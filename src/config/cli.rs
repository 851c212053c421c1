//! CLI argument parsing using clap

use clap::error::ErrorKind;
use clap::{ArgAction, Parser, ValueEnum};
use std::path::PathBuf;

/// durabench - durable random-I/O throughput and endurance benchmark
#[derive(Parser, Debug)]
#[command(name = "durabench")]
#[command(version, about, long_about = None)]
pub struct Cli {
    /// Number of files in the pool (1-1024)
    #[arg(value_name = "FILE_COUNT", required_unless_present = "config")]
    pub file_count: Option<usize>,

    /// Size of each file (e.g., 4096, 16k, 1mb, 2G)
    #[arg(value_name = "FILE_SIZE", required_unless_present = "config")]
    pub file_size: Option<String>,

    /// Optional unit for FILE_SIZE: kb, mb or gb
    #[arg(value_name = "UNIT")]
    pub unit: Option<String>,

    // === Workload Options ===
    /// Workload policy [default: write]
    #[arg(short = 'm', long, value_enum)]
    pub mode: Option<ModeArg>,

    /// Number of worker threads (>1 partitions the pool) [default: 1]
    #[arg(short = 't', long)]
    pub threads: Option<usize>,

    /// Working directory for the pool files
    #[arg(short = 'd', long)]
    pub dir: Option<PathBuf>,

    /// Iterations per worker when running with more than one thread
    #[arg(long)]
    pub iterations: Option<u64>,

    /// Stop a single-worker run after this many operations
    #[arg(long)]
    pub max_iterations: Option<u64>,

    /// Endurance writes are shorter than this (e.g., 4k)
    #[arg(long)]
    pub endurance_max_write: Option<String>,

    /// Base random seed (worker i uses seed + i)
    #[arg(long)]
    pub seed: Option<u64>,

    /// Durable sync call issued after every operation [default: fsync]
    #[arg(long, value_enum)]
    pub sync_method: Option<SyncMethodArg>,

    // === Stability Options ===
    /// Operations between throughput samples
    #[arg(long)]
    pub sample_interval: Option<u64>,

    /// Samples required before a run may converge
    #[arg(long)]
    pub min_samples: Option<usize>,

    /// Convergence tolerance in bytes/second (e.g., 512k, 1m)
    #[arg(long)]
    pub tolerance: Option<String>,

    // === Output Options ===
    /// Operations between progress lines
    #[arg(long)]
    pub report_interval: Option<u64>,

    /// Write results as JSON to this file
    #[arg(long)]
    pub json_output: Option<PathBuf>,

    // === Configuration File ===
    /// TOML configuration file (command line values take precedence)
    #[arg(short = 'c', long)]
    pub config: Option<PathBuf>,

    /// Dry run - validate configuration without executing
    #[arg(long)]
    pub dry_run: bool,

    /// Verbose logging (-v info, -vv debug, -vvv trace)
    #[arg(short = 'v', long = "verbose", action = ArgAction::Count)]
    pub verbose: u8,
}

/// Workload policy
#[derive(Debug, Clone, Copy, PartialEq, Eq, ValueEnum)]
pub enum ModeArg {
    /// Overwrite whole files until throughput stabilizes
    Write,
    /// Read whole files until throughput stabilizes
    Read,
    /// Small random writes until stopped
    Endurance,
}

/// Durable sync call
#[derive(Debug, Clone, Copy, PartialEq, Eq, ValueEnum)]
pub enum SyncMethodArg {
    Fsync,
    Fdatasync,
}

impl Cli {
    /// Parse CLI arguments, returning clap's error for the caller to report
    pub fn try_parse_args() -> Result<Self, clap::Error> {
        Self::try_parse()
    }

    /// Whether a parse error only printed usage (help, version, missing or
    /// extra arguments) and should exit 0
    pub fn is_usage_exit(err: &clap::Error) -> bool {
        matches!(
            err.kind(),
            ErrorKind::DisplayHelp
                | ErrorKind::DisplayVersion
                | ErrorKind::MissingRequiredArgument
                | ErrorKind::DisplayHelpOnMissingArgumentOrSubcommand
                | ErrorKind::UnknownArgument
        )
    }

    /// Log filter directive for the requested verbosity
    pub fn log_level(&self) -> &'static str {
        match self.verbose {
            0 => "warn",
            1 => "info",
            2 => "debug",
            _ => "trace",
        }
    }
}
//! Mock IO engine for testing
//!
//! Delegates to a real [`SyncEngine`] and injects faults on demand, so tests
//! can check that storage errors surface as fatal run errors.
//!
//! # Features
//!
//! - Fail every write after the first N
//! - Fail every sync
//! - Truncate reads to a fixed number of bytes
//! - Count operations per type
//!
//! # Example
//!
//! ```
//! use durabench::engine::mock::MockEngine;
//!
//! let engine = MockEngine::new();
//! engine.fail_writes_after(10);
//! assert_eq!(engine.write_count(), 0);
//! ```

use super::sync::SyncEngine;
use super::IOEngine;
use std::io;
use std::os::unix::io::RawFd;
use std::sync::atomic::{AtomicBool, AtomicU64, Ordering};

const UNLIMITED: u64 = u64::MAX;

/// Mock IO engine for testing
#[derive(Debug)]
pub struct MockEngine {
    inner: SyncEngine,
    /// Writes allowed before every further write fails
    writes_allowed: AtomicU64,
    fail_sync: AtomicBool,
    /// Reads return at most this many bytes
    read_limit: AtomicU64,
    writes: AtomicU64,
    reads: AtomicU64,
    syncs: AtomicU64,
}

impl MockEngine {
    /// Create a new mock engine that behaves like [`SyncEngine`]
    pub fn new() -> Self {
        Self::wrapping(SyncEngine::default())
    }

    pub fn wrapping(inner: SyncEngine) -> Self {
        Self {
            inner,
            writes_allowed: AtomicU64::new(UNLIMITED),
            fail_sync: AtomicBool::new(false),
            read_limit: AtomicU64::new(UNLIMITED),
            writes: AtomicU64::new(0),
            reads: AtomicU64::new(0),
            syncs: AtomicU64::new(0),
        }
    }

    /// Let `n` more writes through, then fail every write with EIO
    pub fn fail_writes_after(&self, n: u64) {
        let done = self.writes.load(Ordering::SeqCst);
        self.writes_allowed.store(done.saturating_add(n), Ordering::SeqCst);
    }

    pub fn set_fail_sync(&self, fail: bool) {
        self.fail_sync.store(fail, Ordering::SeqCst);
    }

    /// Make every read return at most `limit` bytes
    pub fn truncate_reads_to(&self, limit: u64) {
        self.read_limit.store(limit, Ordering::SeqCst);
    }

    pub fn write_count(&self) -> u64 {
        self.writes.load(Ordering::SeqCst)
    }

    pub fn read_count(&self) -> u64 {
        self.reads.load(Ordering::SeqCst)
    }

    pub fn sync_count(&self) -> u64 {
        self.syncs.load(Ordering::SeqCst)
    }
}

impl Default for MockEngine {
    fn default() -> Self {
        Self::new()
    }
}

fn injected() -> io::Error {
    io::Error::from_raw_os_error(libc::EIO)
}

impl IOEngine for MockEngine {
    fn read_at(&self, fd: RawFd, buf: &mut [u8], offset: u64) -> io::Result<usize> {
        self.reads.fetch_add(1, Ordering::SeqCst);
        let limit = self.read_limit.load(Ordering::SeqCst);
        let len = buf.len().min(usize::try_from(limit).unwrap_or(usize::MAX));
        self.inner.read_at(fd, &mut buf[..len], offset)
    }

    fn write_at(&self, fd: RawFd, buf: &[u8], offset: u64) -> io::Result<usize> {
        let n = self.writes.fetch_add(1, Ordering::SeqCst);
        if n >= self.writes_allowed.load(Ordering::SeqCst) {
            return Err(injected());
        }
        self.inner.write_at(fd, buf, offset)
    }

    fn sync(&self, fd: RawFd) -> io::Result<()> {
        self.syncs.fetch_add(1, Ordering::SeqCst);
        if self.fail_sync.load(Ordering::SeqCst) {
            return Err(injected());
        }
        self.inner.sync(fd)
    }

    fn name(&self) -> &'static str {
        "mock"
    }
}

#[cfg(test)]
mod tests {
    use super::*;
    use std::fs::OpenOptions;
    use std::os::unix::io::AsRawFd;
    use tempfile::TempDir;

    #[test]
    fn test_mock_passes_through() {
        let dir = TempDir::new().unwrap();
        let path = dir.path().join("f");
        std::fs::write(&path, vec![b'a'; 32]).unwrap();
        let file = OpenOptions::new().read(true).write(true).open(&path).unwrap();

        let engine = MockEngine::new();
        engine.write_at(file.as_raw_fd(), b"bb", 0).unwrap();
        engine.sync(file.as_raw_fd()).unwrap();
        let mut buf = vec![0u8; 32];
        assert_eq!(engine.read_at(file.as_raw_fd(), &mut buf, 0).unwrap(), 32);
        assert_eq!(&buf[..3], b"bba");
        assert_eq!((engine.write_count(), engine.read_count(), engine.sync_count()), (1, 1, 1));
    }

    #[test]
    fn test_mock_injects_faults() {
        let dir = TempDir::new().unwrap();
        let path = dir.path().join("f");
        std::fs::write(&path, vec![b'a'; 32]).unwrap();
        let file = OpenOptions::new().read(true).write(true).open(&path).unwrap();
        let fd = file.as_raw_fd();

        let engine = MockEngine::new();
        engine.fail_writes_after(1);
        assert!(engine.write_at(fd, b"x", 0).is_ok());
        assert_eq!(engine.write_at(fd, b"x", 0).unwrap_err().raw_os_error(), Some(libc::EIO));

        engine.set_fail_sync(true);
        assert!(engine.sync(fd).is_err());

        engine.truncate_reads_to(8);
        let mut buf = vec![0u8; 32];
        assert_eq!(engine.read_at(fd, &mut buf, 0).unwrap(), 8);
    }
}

::::::::::

> [Description of the task]:
Print the records verbatim, stopping after the "#[derive(Parser, Debug)]" line.

> [Task output]:
filename src/config/cli.rs
repository 851c212053c421c1
//! CLI argument parsing using clap

use clap::error::ErrorKind;
use clap::{ArgAction, Parser, ValueEnum};
use std::path::PathBuf;

/// durabench - durable random-I/O throughput and endurance benchmark
#[derive(Parser, Debug)]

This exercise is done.